===== RECORDS TO PROCESS
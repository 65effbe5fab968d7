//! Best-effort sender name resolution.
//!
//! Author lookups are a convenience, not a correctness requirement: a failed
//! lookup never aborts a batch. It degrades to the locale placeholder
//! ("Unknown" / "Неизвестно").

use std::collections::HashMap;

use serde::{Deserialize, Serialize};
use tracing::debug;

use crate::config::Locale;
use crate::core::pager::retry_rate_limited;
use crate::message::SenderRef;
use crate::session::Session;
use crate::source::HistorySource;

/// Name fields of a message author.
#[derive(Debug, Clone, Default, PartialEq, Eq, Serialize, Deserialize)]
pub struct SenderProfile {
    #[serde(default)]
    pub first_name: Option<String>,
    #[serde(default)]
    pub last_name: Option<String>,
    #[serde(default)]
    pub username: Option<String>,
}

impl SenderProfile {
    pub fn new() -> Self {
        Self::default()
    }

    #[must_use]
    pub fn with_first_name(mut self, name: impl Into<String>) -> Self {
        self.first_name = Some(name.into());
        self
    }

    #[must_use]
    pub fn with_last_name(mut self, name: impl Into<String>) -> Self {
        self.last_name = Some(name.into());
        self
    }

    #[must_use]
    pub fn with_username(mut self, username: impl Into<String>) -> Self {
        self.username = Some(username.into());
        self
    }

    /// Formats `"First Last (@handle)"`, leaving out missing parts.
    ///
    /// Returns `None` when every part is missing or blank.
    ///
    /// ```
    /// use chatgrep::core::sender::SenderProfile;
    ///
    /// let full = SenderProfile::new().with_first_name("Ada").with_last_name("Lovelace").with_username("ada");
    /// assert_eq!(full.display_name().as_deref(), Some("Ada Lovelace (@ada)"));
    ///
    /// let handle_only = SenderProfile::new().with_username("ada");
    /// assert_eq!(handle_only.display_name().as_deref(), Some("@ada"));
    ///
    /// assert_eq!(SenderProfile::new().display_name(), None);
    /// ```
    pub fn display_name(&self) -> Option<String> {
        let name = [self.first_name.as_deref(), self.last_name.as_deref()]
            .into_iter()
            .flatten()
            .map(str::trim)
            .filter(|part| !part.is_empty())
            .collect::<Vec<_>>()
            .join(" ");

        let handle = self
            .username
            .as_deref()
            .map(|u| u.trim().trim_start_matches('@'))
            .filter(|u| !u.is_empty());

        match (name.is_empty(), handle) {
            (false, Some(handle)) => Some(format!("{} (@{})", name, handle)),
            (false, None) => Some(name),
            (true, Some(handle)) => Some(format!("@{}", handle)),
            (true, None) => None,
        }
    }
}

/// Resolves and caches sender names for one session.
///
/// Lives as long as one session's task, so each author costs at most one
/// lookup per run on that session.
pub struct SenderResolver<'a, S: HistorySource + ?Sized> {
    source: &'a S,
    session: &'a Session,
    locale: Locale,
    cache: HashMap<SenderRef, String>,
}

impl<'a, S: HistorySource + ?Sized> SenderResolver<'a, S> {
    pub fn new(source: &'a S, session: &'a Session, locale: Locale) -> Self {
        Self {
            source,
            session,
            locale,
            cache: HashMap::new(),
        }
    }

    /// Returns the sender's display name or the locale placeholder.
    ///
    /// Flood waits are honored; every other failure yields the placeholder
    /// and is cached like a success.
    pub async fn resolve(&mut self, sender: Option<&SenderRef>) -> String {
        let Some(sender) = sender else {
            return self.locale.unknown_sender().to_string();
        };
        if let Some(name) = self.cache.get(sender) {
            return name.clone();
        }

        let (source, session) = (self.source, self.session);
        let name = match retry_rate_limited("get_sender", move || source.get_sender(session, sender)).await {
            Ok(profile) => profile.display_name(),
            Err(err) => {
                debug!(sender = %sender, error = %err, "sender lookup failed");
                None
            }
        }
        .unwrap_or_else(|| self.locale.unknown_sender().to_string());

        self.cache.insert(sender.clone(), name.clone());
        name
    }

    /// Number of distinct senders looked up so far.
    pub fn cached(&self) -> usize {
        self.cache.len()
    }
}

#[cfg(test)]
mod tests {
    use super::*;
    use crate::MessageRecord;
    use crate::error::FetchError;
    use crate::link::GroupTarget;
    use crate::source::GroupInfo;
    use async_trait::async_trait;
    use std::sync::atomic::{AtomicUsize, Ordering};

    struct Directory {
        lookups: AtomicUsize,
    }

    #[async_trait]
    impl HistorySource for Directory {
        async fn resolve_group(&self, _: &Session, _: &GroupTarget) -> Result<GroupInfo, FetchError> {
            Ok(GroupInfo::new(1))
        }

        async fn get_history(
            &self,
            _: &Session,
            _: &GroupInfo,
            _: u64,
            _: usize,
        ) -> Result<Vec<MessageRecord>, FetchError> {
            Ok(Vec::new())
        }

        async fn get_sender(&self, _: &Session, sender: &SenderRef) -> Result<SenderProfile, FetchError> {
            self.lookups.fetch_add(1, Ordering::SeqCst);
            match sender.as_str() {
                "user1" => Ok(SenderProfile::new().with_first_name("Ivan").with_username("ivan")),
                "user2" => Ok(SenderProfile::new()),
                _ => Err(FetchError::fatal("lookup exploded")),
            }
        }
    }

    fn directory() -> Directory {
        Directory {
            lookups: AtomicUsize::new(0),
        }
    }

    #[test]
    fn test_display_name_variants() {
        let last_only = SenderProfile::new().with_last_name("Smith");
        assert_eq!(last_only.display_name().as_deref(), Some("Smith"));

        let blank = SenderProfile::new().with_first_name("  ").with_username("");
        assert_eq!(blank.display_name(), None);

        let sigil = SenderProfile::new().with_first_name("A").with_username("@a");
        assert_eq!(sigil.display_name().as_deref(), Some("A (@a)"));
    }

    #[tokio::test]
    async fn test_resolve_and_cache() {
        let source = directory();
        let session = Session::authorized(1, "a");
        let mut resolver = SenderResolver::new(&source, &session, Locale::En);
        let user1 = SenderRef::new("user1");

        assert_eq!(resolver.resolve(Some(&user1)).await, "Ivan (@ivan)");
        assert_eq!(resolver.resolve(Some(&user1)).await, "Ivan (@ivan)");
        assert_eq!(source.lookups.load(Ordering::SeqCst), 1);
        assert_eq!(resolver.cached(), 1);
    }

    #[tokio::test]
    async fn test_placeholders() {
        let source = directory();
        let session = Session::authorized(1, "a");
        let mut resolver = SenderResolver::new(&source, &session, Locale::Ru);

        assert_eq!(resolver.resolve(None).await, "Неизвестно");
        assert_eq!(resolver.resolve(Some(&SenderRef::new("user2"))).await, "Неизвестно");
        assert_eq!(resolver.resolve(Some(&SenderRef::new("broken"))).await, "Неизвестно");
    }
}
==========
● EXERCISE GOAL:
Lines with "None" in the records: how many are there? Give only the number.

● EXERCISE SOLUTION:
7